__WORK INSTRUCTIONS__
Your job is to copy the data that follows exactly, every line included.
START EXTRACTED ENTRIES
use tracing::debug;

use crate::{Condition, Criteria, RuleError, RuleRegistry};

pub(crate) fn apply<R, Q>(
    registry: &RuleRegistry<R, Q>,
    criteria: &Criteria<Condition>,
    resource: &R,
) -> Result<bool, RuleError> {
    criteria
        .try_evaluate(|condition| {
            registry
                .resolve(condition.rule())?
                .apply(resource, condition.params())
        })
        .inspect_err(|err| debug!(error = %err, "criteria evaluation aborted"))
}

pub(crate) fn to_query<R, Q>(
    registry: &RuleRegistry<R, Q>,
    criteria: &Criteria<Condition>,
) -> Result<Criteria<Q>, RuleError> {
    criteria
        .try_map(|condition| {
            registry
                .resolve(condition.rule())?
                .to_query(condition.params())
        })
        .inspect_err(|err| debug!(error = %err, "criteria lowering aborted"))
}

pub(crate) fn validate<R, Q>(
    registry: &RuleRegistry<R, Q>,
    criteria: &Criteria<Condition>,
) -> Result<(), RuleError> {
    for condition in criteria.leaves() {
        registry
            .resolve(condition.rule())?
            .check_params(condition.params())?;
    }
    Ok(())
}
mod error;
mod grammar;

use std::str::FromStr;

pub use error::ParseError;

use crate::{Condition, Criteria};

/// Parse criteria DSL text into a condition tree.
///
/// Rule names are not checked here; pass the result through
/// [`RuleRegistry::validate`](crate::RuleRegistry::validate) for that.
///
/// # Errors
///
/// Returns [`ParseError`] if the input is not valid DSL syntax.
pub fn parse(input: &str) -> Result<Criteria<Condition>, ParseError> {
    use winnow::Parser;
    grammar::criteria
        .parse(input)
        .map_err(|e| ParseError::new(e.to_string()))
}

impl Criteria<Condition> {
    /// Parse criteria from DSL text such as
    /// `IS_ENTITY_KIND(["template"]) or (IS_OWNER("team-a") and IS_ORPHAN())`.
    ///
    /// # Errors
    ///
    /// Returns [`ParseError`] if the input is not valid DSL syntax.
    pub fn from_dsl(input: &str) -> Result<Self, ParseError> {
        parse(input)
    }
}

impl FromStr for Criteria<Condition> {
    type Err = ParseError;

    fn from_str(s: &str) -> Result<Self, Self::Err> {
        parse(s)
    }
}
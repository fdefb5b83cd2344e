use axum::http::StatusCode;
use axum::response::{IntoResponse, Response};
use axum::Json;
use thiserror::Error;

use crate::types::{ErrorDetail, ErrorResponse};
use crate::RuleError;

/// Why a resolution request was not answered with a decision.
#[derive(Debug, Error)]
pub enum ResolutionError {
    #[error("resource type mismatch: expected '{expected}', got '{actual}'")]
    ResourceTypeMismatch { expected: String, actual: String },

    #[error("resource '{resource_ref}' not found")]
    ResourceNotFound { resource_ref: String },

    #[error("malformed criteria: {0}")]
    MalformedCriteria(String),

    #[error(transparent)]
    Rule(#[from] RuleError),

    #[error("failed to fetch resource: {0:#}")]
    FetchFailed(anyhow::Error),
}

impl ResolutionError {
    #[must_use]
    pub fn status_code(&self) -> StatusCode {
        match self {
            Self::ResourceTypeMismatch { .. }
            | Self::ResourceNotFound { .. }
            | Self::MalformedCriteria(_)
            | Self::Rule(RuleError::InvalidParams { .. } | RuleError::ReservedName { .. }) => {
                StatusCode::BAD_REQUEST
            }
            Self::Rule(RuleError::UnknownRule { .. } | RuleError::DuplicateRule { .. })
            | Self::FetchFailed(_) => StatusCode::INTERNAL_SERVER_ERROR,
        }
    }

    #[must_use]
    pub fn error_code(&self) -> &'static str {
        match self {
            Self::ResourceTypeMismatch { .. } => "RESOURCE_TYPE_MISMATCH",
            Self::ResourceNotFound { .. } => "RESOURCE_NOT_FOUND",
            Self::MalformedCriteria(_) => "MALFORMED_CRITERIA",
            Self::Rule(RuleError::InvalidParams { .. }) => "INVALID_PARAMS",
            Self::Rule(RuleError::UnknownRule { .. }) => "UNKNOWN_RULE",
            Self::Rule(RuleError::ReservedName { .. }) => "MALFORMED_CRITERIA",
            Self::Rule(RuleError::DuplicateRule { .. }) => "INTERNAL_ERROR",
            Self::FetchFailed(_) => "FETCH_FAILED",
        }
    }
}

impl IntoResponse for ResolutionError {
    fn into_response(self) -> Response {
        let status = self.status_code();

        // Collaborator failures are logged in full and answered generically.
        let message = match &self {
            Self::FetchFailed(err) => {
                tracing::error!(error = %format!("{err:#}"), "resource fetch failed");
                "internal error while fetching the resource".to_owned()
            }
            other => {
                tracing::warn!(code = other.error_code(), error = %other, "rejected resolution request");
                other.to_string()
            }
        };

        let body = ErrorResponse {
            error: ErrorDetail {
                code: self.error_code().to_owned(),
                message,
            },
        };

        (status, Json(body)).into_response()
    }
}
END EXTRACTED ENTRIES
__ANSWER BOX__
use tracing::debug;

use crate::{Condition, Criteria, RuleError, RuleRegistry};

pub(crate) fn apply<R, Q>(
    registry: &RuleRegistry<R, Q>,
    criteria: &Criteria<Condition>,
    resource: &R,
) -> Result<bool, RuleError> {
    criteria
        .try_evaluate(|condition| {
            registry
                .resolve(condition.rule())?
                .apply(resource, condition.params())
        })
        .inspect_err(|err| debug!(error = %err, "criteria evaluation aborted"))
}

pub(crate) fn to_query<R, Q>(
    registry: &RuleRegistry<R, Q>,
    criteria: &Criteria<Condition>,
) -> Result<Criteria<Q>, RuleError> {
    criteria
        .try_map(|condition| {
            registry
                .resolve(condition.rule())?
                .to_query(condition.params())
        })
        .inspect_err(|err| debug!(error = %err, "criteria lowering aborted"))
}

pub(crate) fn validate<R, Q>(
    registry: &RuleRegistry<R, Q>,
    criteria: &Criteria<Condition>,
) -> Result<(), RuleError> {
    for condition in criteria.leaves() {
        registry
            .resolve(condition.rule())?
            .check_params(condition.params())?;
    }
    Ok(())
}
mod error;
mod grammar;

use std::str::FromStr;

pub use error::ParseError;

use crate::{Condition, Criteria};

/// Parse criteria DSL text into a condition tree.
///
/// Rule names are not checked here; pass the result through
/// [`RuleRegistry::validate`](crate::RuleRegistry::validate) for that.
///
/// # Errors
///
/// Returns [`ParseError`] if the input is not valid DSL syntax.
pub fn parse(input: &str) -> Result<Criteria<Condition>, ParseError> {
    use winnow::Parser;
    grammar::criteria
        .parse(input)
        .map_err(|e| ParseError::new(e.to_string()))
}

impl Criteria<Condition> {
    /// Parse criteria from DSL text such as
    /// `IS_ENTITY_KIND(["template"]) or (IS_OWNER("team-a") and IS_ORPHAN())`.
    ///
    /// # Errors
    ///
    /// Returns [`ParseError`] if the input is not valid DSL syntax.
    pub fn from_dsl(input: &str) -> Result<Self, ParseError> {
        parse(input)
    }
}

impl FromStr for Criteria<Condition> {
    type Err = ParseError;

    fn from_str(s: &str) -> Result<Self, Self::Err> {
        parse(s)
    }
}
repository fdefb5b83cd2344e
use axum::http::StatusCode;
use axum::response::{IntoResponse, Response};
use axum::Json;
use thiserror::Error;

use crate::types::{ErrorDetail, ErrorResponse};
use crate::RuleError;

/// Why a resolution request was not answered with a decision.
#[derive(Debug, Error)]
pub enum ResolutionError {
    #[error("resource type mismatch: expected '{expected}', got '{actual}'")]
    ResourceTypeMismatch { expected: String, actual: String },

    #[error("resource '{resource_ref}' not found")]
    ResourceNotFound { resource_ref: String },

    #[error("malformed criteria: {0}")]
    MalformedCriteria(String),

    #[error(transparent)]
    Rule(#[from] RuleError),

    #[error("failed to fetch resource: {0:#}")]
    FetchFailed(anyhow::Error),
}

impl ResolutionError {
    #[must_use]
    pub fn status_code(&self) -> StatusCode {
        match self {
            Self::ResourceTypeMismatch { .. }
            | Self::ResourceNotFound { .. }
            | Self::MalformedCriteria(_)
            | Self::Rule(RuleError::InvalidParams { .. } | RuleError::ReservedName { .. }) => {
                StatusCode::BAD_REQUEST
            }
            Self::Rule(RuleError::UnknownRule { .. } | RuleError::DuplicateRule { .. })
            | Self::FetchFailed(_) => StatusCode::INTERNAL_SERVER_ERROR,
        }
    }

    #[must_use]
    pub fn error_code(&self) -> &'static str {
        match self {
            Self::ResourceTypeMismatch { .. } => "RESOURCE_TYPE_MISMATCH",
            Self::ResourceNotFound { .. } => "RESOURCE_NOT_FOUND",
            Self::MalformedCriteria(_) => "MALFORMED_CRITERIA",
            Self::Rule(RuleError::InvalidParams { .. }) => "INVALID_PARAMS",
            Self::Rule(RuleError::UnknownRule { .. }) => "UNKNOWN_RULE",
            Self::Rule(RuleError::ReservedName { .. }) => "MALFORMED_CRITERIA",
            Self::Rule(RuleError::DuplicateRule { .. }) => "INTERNAL_ERROR",
            Self::FetchFailed(_) => "FETCH_FAILED",
        }
    }
}

impl IntoResponse for ResolutionError {
    fn into_response(self) -> Response {
        let status = self.status_code();

        // Collaborator failures are logged in full and answered generically.
        let message = match &self {
            Self::FetchFailed(err) => {
                tracing::error!(error = %format!("{err:#}"), "resource fetch failed");
                "internal error while fetching the resource".to_owned()
            }
            other => {
                tracing::warn!(code = other.error_code(), error = %other, "rejected resolution request");
                other.to_string()
            }
        };

        let body = ErrorResponse {
            error: ErrorDetail {
                code: self.error_code().to_owned(),
                message,
            },
        };

        (status, Json(body)).into_response()
    }
}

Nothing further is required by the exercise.